To achieve a true on-premise cloud, integration needs to evolve. It needs to be fully bi-directional information exchange, and it needs to cover all three layers of integrated networking requirements:
- Integrated Day 0 Installation and Process
- Compute Events → Network Auto-Configuration
- Compute Events → Network Dynamic Response
- Storage Events → Network Auto-Configuration
- Storage Events → Network Dynamic Response
- Converged Management:
- Integrated Visibility (in Cloud Management Platform)
- Integrated Configuration (in Cloud Management Platform)

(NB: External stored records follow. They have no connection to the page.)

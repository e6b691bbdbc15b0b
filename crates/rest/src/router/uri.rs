use crate::error::UriError;
use crate::router::{Arguments, Parameter, PathElement, Route};
use percent_encoding::{AsciiSet, NON_ALPHANUMERIC, PercentEncode, utf8_percent_encode};
use std::fmt::Write;

/// Characters escaped in generated path segments and parameter values: everything except
/// the RFC 3986 unreserved set.
const COMPONENT: &AsciiSet = &NON_ALPHANUMERIC.remove(b'-').remove(b'.').remove(b'_').remove(b'~');

/// Percent-encodes everything outside the unreserved set. Literal segments are matched in
/// this form.
pub(crate) fn encode_component(value: &str) -> PercentEncode<'_> {
    utf8_percent_encode(value, COMPONENT)
}

/// Builds the request target that resolves to `route` with `arguments`.
///
/// Literal segments, path variables and parameter values are percent-encoded. Matrix
/// parameters follow the path, query parameters come last, both in signature order.
/// Optional parameters without a value are left out.
///
/// # Errors
///
/// [`UriError::MissingArgument`] when a required argument has no value and
/// [`UriError::EmptyVariable`] when a path variable is bound to an empty string.
pub fn create_uri<H>(route: &Route<H>, arguments: &Arguments) -> Result<String, UriError> {
    let elements = route.signature().elements();
    let mut uri = String::new();

    for element in elements.iter().filter(|e| e.is_positional()) {
        uri.push('/');
        match element {
            PathElement::Path(literal) => {
                let _ = write!(uri, "{}", encode_component(literal));
            }
            PathElement::Variable(p) => {
                let value = arguments.get(p.name()).ok_or_else(|| missing(p.name()))?;
                if value.is_empty() {
                    return Err(UriError::EmptyVariable { name: p.name().to_string() });
                }
                let _ = write!(uri, "{}", encode_component(value));
            }
            PathElement::Matrix(_) | PathElement::Query(_) => {}
        }
    }
    if uri.is_empty() {
        uri.push('/');
    }

    for p in elements.iter().filter_map(matrix) {
        if let Some(value) = value_of(arguments, p.name(), p.is_optional())? {
            let _ = write!(uri, ";{}={}", encode_component(p.name()), encode_component(value));
        }
    }

    let mut separator = '?';
    for p in elements.iter().filter_map(query) {
        if let Some(value) = value_of(arguments, p.name(), p.is_optional())? {
            let _ = write!(
                uri,
                "{separator}{}={}",
                encode_component(p.name()),
                encode_component(value)
            );
            separator = '&';
        }
    }

    Ok(uri)
}

fn value_of<'a>(arguments: &'a Arguments, name: &str, optional: bool) -> Result<Option<&'a str>, UriError> {
    match arguments.get(name) {
        Some(value) => Ok(Some(value)),
        None if optional => Ok(None),
        None => Err(missing(name)),
    }
}

fn matrix(element: &PathElement) -> Option<&Parameter> {
    match element {
        PathElement::Matrix(p) => Some(p),
        _ => None,
    }
}

fn query(element: &PathElement) -> Option<&Parameter> {
    match element {
        PathElement::Query(p) => Some(p),
        _ => None,
    }
}

fn missing(name: &str) -> UriError {
    UriError::MissingArgument { name: name.to_string() }
}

Most vendors really only focus on network auto-configuration for compute events. Ultimately, as the vendors realize that enterprises need better than that, they will start to work together to provide a more complete solution across the various compute, storage, and networking software-defined stacks.
When evaluating vendors for your own enterprise data center, be sure to look for network vendors that are leading that discussion with their compute and storage partners. Ask the tough questions and dig deep into their definition of “integrated”. You may discover it does not necessarily mean what they think it means, or what you need.